It seems that the Wizards have given everything they could in order to keep Bradley Beal in Washington. A little less than a week ago it was announced that the escort had renewed with the capital franchise in exchange for the maximum salary, but as more information about the contract comes out, it seems that the player imposed numerous conditions for his continuity. And among the most notable is the anti-transfer clause included in the agreement.

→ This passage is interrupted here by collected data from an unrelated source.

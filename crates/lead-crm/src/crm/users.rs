use std::sync::atomic::{AtomicU64, Ordering};
use std::sync::Arc;

use tracing::info;

use super::access::{AccessPolicy, Capability};
use super::domain::{check_email, check_length, Actor, NewUser, Role, User, UserId, UserPatch};
use super::error::CrmError;
use super::repository::{CrmRepository, RepositoryError};

static USER_SEQUENCE: AtomicU64 = AtomicU64::new(1);

fn next_user_id() -> UserId {
    UserId(USER_SEQUENCE.fetch_add(1, Ordering::Relaxed))
}

/// Principals and their roles. Mutations are gated by [`AccessPolicy`].
pub struct UserDirectory<R> {
    repository: Arc<R>,
}

impl<R> Clone for UserDirectory<R> {
    fn clone(&self) -> Self {
        Self {
            repository: Arc::clone(&self.repository),
        }
    }
}

impl<R> UserDirectory<R>
where
    R: CrmRepository + 'static,
{
    pub fn new(repository: Arc<R>) -> Self {
        Self { repository }
    }

    /// Seed the first superadmin, returning the existing one when already present.
    pub fn bootstrap_superadmin(&self, username: &str) -> Result<User, CrmError> {
        if let Some(existing) = self
            .repository
            .users(Some(Role::Superadmin))?
            .into_iter()
            .next()
        {
            return Ok(existing);
        }

        let username = validate_username(username)?;
        let user = self.insert(User {
            id: next_user_id(),
            username,
            email: None,
            role: Role::Superadmin,
        })?;
        info!(user_id = %user.id, username = %user.username, "bootstrapped superadmin");
        Ok(user)
    }

    /// Identity lookup for an incoming request.
    pub fn resolve(&self, id: UserId) -> Result<Actor, CrmError> {
        self.repository
            .fetch_user(id)?
            .map(|user| user.actor())
            .ok_or(CrmError::Unauthenticated)
    }

    pub fn role_choices(actor: &Actor) -> Vec<Role> {
        AccessPolicy::assignable_roles(actor.role)
    }

    pub fn list(&self, role: Option<Role>) -> Result<Vec<User>, CrmError> {
        Ok(self.repository.users(role)?)
    }

    pub fn get(&self, id: UserId) -> Result<User, CrmError> {
        self.repository
            .fetch_user(id)?
            .ok_or_else(|| CrmError::not_found(UserId::ENTITY, id.0))
    }

    pub fn create(&self, new_user: NewUser, actor: &Actor) -> Result<User, CrmError> {
        AccessPolicy::check(actor, Capability::CreateUser(new_user.role))?;
        let username = validate_username(&new_user.username)?;
        let email = validate_optional_email(new_user.email)?;

        let user = self.insert(User {
            id: next_user_id(),
            username,
            email,
            role: new_user.role,
        })?;
        info!(user_id = %user.id, role = %user.role, created_by = %actor.id, "user created");
        Ok(user)
    }

    pub fn update(&self, id: UserId, patch: UserPatch, actor: &Actor) -> Result<User, CrmError> {
        let mut user = self.get(id)?;
        AccessPolicy::check(actor, Capability::ManageUser(user.role))?;
        if let Some(role) = patch.role {
            AccessPolicy::check(actor, Capability::ManageUser(role))?;
        }

        if let Some(username) = &patch.username {
            user.username = validate_username(username)?;
        }
        if let Some(email) = patch.email {
            user.email = validate_optional_email(email)?;
        }
        if let Some(role) = patch.role {
            user.role = role;
        }

        self.repository.update_user(user.clone()).map_err(|err| match err {
            RepositoryError::Conflict => {
                CrmError::validation("username", "a user with that username already exists")
            }
            other => other.into(),
        })?;
        Ok(user)
    }

    /// Delete a user; their leads and audit rows remain with the reference cleared.
    pub fn delete(&self, id: UserId, actor: &Actor) -> Result<User, CrmError> {
        let user = self.get(id)?;
        AccessPolicy::check(actor, Capability::ManageUser(user.role))?;

        let user = self.repository.delete_user(id)?;
        info!(user_id = %id, deleted_by = %actor.id, "user deleted");
        Ok(user)
    }

    fn insert(&self, user: User) -> Result<User, CrmError> {
        self.repository.insert_user(user).map_err(|err| match err {
            RepositoryError::Conflict => {
                CrmError::validation("username", "a user with that username already exists")
            }
            other => other.into(),
        })
    }
}

fn validate_username(raw: &str) -> Result<String, CrmError> {
    let username = raw.trim();
    if username.is_empty() {
        return Err(CrmError::validation("username", "this field may not be blank"));
    }
    check_length("username", username, 150)?;
    Ok(username.to_string())
}

fn validate_optional_email(email: Option<String>) -> Result<Option<String>, CrmError> {
    match email {
        Some(email) if email.trim().is_empty() => Ok(None),
        Some(email) => {
            check_email(&email)?;
            Ok(Some(email.trim().to_string()))
        }
        None => Ok(None),
    }
}
mod common;
mod routing;
mod trash;
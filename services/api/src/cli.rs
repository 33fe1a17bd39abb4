use crate::demo::{run_demo, DemoArgs};
use crate::server;
use clap::{Args, Parser, Subcommand};
use lead_crm::error::AppError;

#[derive(Parser, Debug)]
#[command(
    name = "Lead CRM",
    about = "Run the lead pipeline service or walk through a scripted lead lifecycle",
    version
)]
struct Cli {
    #[command(subcommand)]
    command: Option<Command>,
}

#[derive(Subcommand, Debug)]
enum Command {
    /// Start the HTTP service (default command)
    Serve(ServeArgs),
    /// Drive one lead from enquiry to enrollment and print its audit trail
    Demo(DemoArgs),
}

#[derive(Args, Debug, Default)]
pub(crate) struct ServeArgs {
    /// Override the configured host for the HTTP server
    #[arg(long)]
    pub(crate) host: Option<String>,
    /// Override the configured port for the HTTP server
    #[arg(long)]
    pub(crate) port: Option<u16>,
}

pub(crate) async fn run() -> Result<(), AppError> {
    let cli = Cli::parse();
    let command = cli
        .command
        .unwrap_or_else(|| Command::Serve(ServeArgs::default()));

    match command {
        Command::Serve(args) => server::run(args).await,
        Command::Demo(args) => run_demo(args),
    }
}
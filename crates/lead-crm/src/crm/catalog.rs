use std::sync::atomic::{AtomicU64, Ordering};
use std::sync::Arc;

use tracing::info;

use super::access::{AccessPolicy, Capability};
use super::domain::{check_length, Actor, Course, CourseId};
use super::error::CrmError;
use super::repository::{CrmRepository, RepositoryError};

static COURSE_SEQUENCE: AtomicU64 = AtomicU64::new(1);

fn next_course_id() -> CourseId {
    CourseId(COURSE_SEQUENCE.fetch_add(1, Ordering::Relaxed))
}

/// Courses referenced by leads and enrollments. Writes need the admin capability.
pub struct CourseCatalog<R> {
    repository: Arc<R>,
}

impl<R> Clone for CourseCatalog<R> {
    fn clone(&self) -> Self {
        Self {
            repository: Arc::clone(&self.repository),
        }
    }
}

impl<R> CourseCatalog<R>
where
    R: CrmRepository + 'static,
{
    pub fn new(repository: Arc<R>) -> Self {
        Self { repository }
    }

    pub fn list(&self) -> Result<Vec<Course>, CrmError> {
        Ok(self.repository.courses()?)
    }

    pub fn get(&self, id: CourseId) -> Result<Course, CrmError> {
        self.repository
            .fetch_course(id)?
            .ok_or_else(|| CrmError::not_found(CourseId::ENTITY, id.0))
    }

    pub fn create(&self, course_name: &str, actor: &Actor) -> Result<Course, CrmError> {
        AccessPolicy::check(actor, Capability::SuperadminOrAdmin)?;
        let course_name = validate_name(course_name)?;

        let course = self.repository.insert_course(Course {
            id: next_course_id(),
            course_name,
        })?;
        info!(course_id = %course.id, user_id = %actor.id, "course created");
        Ok(course)
    }

    pub fn rename(
        &self,
        id: CourseId,
        course_name: &str,
        actor: &Actor,
    ) -> Result<Course, CrmError> {
        AccessPolicy::check(actor, Capability::SuperadminOrAdmin)?;
        let course_name = validate_name(course_name)?;

        let mut course = self.get(id)?;
        course.course_name = course_name;
        self.repository.update_course(course.clone())?;
        Ok(course)
    }

    /// Delete a course; leads and enrollments keep existing with the reference cleared.
    pub fn delete(&self, id: CourseId, actor: &Actor) -> Result<Course, CrmError> {
        AccessPolicy::check(actor, Capability::SuperadminOrAdmin)?;

        let course = self.repository.delete_course(id).map_err(|err| match err {
            RepositoryError::NotFound => CrmError::not_found(CourseId::ENTITY, id.0),
            other => other.into(),
        })?;
        info!(course_id = %id, user_id = %actor.id, "course deleted");
        Ok(course)
    }
}

fn validate_name(raw: &str) -> Result<String, CrmError> {
    let name = raw.trim();
    if name.is_empty() {
        return Err(CrmError::validation("course_name", "this field may not be blank"));
    }
    check_length("course_name", name, 255)?;
    Ok(name.to_string())
}
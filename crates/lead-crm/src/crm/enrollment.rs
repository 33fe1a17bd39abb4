use std::sync::atomic::{AtomicU64, Ordering};
use std::sync::Arc;

use chrono::Utc;
use tracing::info;

use super::domain::{Actor, Enrollment, EnrollmentId, EnrollmentPatch, Lead, LeadId};
use super::error::CrmError;
use super::repository::CrmRepository;

static ENROLLMENT_SEQUENCE: AtomicU64 = AtomicU64::new(1);

fn next_enrollment_id() -> EnrollmentId {
    EnrollmentId(ENROLLMENT_SEQUENCE.fetch_add(1, Ordering::Relaxed))
}

/// Sole creator of enrollments; everything else is payment bookkeeping.
pub struct EnrollmentManager<R> {
    repository: Arc<R>,
}

impl<R> Clone for EnrollmentManager<R> {
    fn clone(&self) -> Self {
        Self {
            repository: Arc::clone(&self.repository),
        }
    }
}

impl<R> EnrollmentManager<R>
where
    R: CrmRepository + 'static,
{
    pub fn new(repository: Arc<R>) -> Self {
        Self { repository }
    }

    /// Stage the enrollment for a converting lead, or `None` when one already exists.
    ///
    /// The result is persisted by the lead's unit of work, not here.
    pub fn convert(&self, lead: &Lead) -> Result<Option<Enrollment>, CrmError> {
        if self.repository.enrollment_for_lead(lead.id)?.is_some() {
            return Ok(None);
        }

        let now = Utc::now();
        Ok(Some(Enrollment {
            id: next_enrollment_id(),
            lead: lead.id,
            course: lead.course,
            total_payment: None,
            first_installment: None,
            second_installment: None,
            third_installment: None,
            last_pay_date: None,
            payment_completed: false,
            created_at: now,
            updated_at: now,
        }))
    }

    pub fn get(&self, id: EnrollmentId) -> Result<Enrollment, CrmError> {
        self.repository
            .fetch_enrollment(id)?
            .ok_or_else(|| CrmError::not_found(EnrollmentId::ENTITY, id.0))
    }

    pub fn list(&self) -> Result<Vec<Enrollment>, CrmError> {
        Ok(self.repository.enrollments()?)
    }

    pub fn for_lead(&self, lead: LeadId) -> Result<Option<Enrollment>, CrmError> {
        Ok(self.repository.enrollment_for_lead(lead)?)
    }

    /// Record payment progress.
    pub fn update(
        &self,
        id: EnrollmentId,
        patch: EnrollmentPatch,
        actor: &Actor,
    ) -> Result<Enrollment, CrmError> {
        let mut enrollment = self.get(id)?;

        if let Some(total) = patch.total_payment {
            enrollment.total_payment = total;
        }
        if let Some(amount) = patch.first_installment {
            enrollment.first_installment = amount;
        }
        if let Some(amount) = patch.second_installment {
            enrollment.second_installment = amount;
        }
        if let Some(amount) = patch.third_installment {
            enrollment.third_installment = amount;
        }
        if let Some(date) = patch.last_pay_date {
            enrollment.last_pay_date = date;
        }
        if let Some(completed) = patch.payment_completed {
            enrollment.payment_completed = completed;
        }
        enrollment.updated_at = Utc::now();

        self.repository.update_enrollment(enrollment.clone())?;
        info!(enrollment_id = %id, user_id = %actor.id, "enrollment payment updated");
        Ok(enrollment)
    }
}
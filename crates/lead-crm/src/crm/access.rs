//! Role capabilities consulted before any mutation reaches a store.
//!
//! Lead, enrollment and audit operations only need an authenticated [`Actor`], which
//! callers can only obtain through the user directory. Course writes and user
//! management are the gated surfaces.

use super::domain::{Actor, Role};
use super::error::CrmError;

/// Mutations that need more than an authenticated principal.
#[derive(Debug, Clone, Copy, PartialEq, Eq)]
pub enum Capability {
    /// Course create, rename and delete.
    SuperadminOrAdmin,
    CreateUser(Role),
    ManageUser(Role),
}

pub struct AccessPolicy;

impl AccessPolicy {
    pub const fn can_create_user(actor: Role, target: Role) -> bool {
        matches!(
            (actor, target),
            (Role::Superadmin, Role::Admin | Role::SalesRep) | (Role::Admin, Role::SalesRep)
        )
    }

    pub const fn can_manage_user(actor: Role, target: Role) -> bool {
        Self::can_create_user(actor, target)
    }

    pub const fn can_write_courses(actor: Role) -> bool {
        matches!(actor, Role::Superadmin | Role::Admin)
    }

    /// Role choices offered to `actor` when creating or editing users.
    pub fn assignable_roles(actor: Role) -> Vec<Role> {
        [Role::Superadmin, Role::Admin, Role::SalesRep]
            .into_iter()
            .filter(|target| Self::can_create_user(actor, *target))
            .collect()
    }

    pub const fn allows(actor: &Actor, capability: Capability) -> bool {
        match capability {
            Capability::SuperadminOrAdmin => Self::can_write_courses(actor.role),
            Capability::CreateUser(target) => Self::can_create_user(actor.role, target),
            Capability::ManageUser(target) => Self::can_manage_user(actor.role, target),
        }
    }

    pub fn check(actor: &Actor, capability: Capability) -> Result<(), CrmError> {
        if Self::allows(actor, capability) {
            return Ok(());
        }

        let message = match capability {
            Capability::SuperadminOrAdmin => {
                "only superadmin or admin can modify courses".to_string()
            }
            Capability::CreateUser(target) => {
                format!("{} cannot create {} users", actor.role, target)
            }
            Capability::ManageUser(target) => {
                format!("{} cannot manage {} users", actor.role, target)
            }
        };
        Err(CrmError::PermissionDenied(message))
    }
}

#[cfg(test)]
mod tests {
    use super::*;
    use crate::crm::domain::UserId;

    fn actor(role: Role) -> Actor {
        Actor {
            id: UserId(1),
            role,
        }
    }

    #[test]
    fn superadmin_creates_admins_and_sales_reps_only() {
        assert!(AccessPolicy::can_create_user(Role::Superadmin, Role::Admin));
        assert!(AccessPolicy::can_create_user(Role::Superadmin, Role::SalesRep));
        assert!(!AccessPolicy::can_create_user(Role::Superadmin, Role::Superadmin));
    }

    #[test]
    fn admin_manages_sales_reps_only() {
        assert!(AccessPolicy::can_manage_user(Role::Admin, Role::SalesRep));
        assert!(!AccessPolicy::can_manage_user(Role::Admin, Role::Admin));
        assert!(!AccessPolicy::can_manage_user(Role::Admin, Role::Superadmin));
    }

    #[test]
    fn sales_rep_manages_no_one() {
        for target in [Role::Superadmin, Role::Admin, Role::SalesRep] {
            assert!(!AccessPolicy::can_create_user(Role::SalesRep, target));
            assert!(!AccessPolicy::can_manage_user(Role::SalesRep, target));
        }
        assert!(AccessPolicy::assignable_roles(Role::SalesRep).is_empty());
    }

    #[test]
    fn assignable_roles_follow_creation_rules() {
        assert_eq!(
            AccessPolicy::assignable_roles(Role::Superadmin),
            vec![Role::Admin, Role::SalesRep]
        );
        assert_eq!(
            AccessPolicy::assignable_roles(Role::Admin),
            vec![Role::SalesRep]
        );
    }

    #[test]
    fn course_writes_require_admin_capability() {
        assert!(AccessPolicy::check(&actor(Role::Admin), Capability::SuperadminOrAdmin).is_ok());
        match AccessPolicy::check(&actor(Role::SalesRep), Capability::SuperadminOrAdmin) {
            Err(CrmError::PermissionDenied(message)) => assert!(message.contains("courses")),
            other => panic!("expected permission denied, got {other:?}"),
        }
    }
}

This is what Bobby Marks, a journalist from ESPN, who says that Beal will be able to veto any trade he’s included in, so if, either to start a rebuild or for any other reason, the Wizards decide to cut him off, they’ll need his approval. In fact, not only will they need it to carry out a transfer, but Bradley will be able to choose practically by finger which of the interested franchises he wants to go to, conditioning the package that Washington can receive in return.
The ability of a player to nullify possible transfers is not something strange in the NBA, but it is so under these conditions. For example, players who renew for a season with the team in which they played (keeping this their Bird Rights) have this possibility as a rule, but granting it in a contract like Beal’s is a rather unusual phenomenon. In fact, the shooting guard has become the tenth player in history to have such a clause (and the only active one), following in the footsteps of LeBron James, Kevin Garnett, Carmelo Anthony, Dirk Nowitzki, Kobe Bryant, Dwayne Wade , Tim Duncan, David Robinson and John Stockton.
On the other hand, Beal will also have a player option in his fifth year of contract, giving him even more control over his future, and from a trade kicker of 15%, that is, a clause by which the Wizards must pay him a bonus worth 15% of his salary in case he is transferred. The latter, however, is almost anecdotal, since the amount of money a player receives can never exceed the maximum established by the NBA. So Bradley, who has already signed for that maximum, would only get a bonus if the league’s salary cap escalates faster than his annual salary.